Aim
To elaborate the underlying mechanisms by which IL-1β promote progression of Dry eye disease(DED) through effect on pyroptosis and apoptosis of corneal epithelial cells(CECs).
Conclusion
Highly expressed IL-1β promoted pyroptosis and apoptosis of hCECs- DED through downregulated miR-146a-5p and inhibited STAT3.
Methods
400 mOsM solutions were used to establish the DED model (hCECs- DED). RT-qPCR was performed to measure IL-1β mRNA and miR-146a-5p in CECs. Western blotting was performed to measure STAT3, GSDMD, NLRP3, and Caspase-1 levels.
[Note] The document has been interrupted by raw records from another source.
// mapty-lib/src/geolocation.rs
use thiserror::Error;
use tracing::debug;

use crate::map::Coords;

/// Environment variable holding a `"lat,lng"` position override.
pub const POSITION_ENV_VAR: &str = "MAPTY_POSITION";

#[derive(Error, Debug, Clone, PartialEq)]
pub enum GeolocationError {
    #[error("Could not get your position!")]
    Unavailable,
    #[error("Could not get your position! Permission denied.")]
    Denied,
    #[error("Could not get your position! Invalid position: {0}")]
    Invalid(String),
}

/// One-shot source of the user's current position.
pub trait Geolocator {
    /// # Errors
    /// Fails when no position can be produced.
    fn current_position(&self) -> Result<Coords, GeolocationError>;
}

/// Reports a position fixed by configuration.
#[derive(Debug, Clone, Default)]
pub struct ConfiguredGeolocator {
    position: Option<Coords>,
    denied: bool,
}

impl ConfiguredGeolocator {
    #[must_use]
    pub const fn new(position: Option<Coords>) -> Self {
        Self {
            position,
            denied: false,
        }
    }

    /// A geolocator that always refuses permission.
    #[must_use]
    pub const fn denied() -> Self {
        Self {
            position: None,
            denied: true,
        }
    }

    /// Prefers `MAPTY_POSITION` over the configured home location.
    ///
    /// # Errors
    /// Returns `Invalid` when the environment variable is set but unusable.
    pub fn from_env_or(home: Option<Coords>) -> Result<Self, GeolocationError> {
        match std::env::var(POSITION_ENV_VAR) {
            Ok(raw) => {
                let coords = parse_position(&raw)?;
                debug!(%coords, "Using position from {}", POSITION_ENV_VAR);
                Ok(Self::new(Some(coords)))
            }
            Err(_) => Ok(Self::new(home)),
        }
    }
}

impl Geolocator for ConfiguredGeolocator {
    fn current_position(&self) -> Result<Coords, GeolocationError> {
        if self.denied {
            return Err(GeolocationError::Denied);
        }
        let coords = self.position.ok_or(GeolocationError::Unavailable)?;
        if coords.is_valid() {
            Ok(coords)
        } else {
            Err(GeolocationError::Invalid(coords.to_string()))
        }
    }
}

/// Parses `"lat,lng"` into coordinates.
///
/// # Errors
/// Returns `Invalid` for malformed or out-of-range input.
pub fn parse_position(raw: &str) -> Result<Coords, GeolocationError> {
    let invalid = || GeolocationError::Invalid(raw.to_string());
    let (lat, lng) = raw.split_once(',').ok_or_else(invalid)?;
    let lat: f64 = lat.trim().parse().map_err(|_| invalid())?;
    let lng: f64 = lng.trim().parse().map_err(|_| invalid())?;
    let coords = Coords::new(lat, lng);
    if coords.is_valid() {
        Ok(coords)
    } else {
        Err(invalid())
    }
}
// mapty-tui/src/ui/mod.rs
mod form;
mod layout;
mod map;
mod modals;
mod sidebar;
mod status_bar;

pub use layout::render_ui;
Cell counting kit-8 assay was adopted to check cell viability. Apoptosis was detected by flow cytometry. ELISAs were performed to determine IL-18, IL-33 and LDH. The luciferase test detects targeting relationships.
Results
After treatment with 400 mOsM solution, cell viability decreased and apoptosis increased. Compared with hCECs, IL-1β was increased and miR-146a-5p was decreased in hCECs-DED. At the same time, GSDMD, NLRP3, Caspase-1, IL-18, IL-33 and LDH were significantly higher in hCECs-DED than in hCECs, while IL-1β silencing reversed this effect. In addition, IL-1β negatively regulated miR-146a-5p. MiR-146a-5p mimics eliminated the inhibition of hCECs-DED pyroptosis and apoptosis caused by IL-1β silencing. At the same time, miR-146a-5p reduced STAT3 levels in hCECs.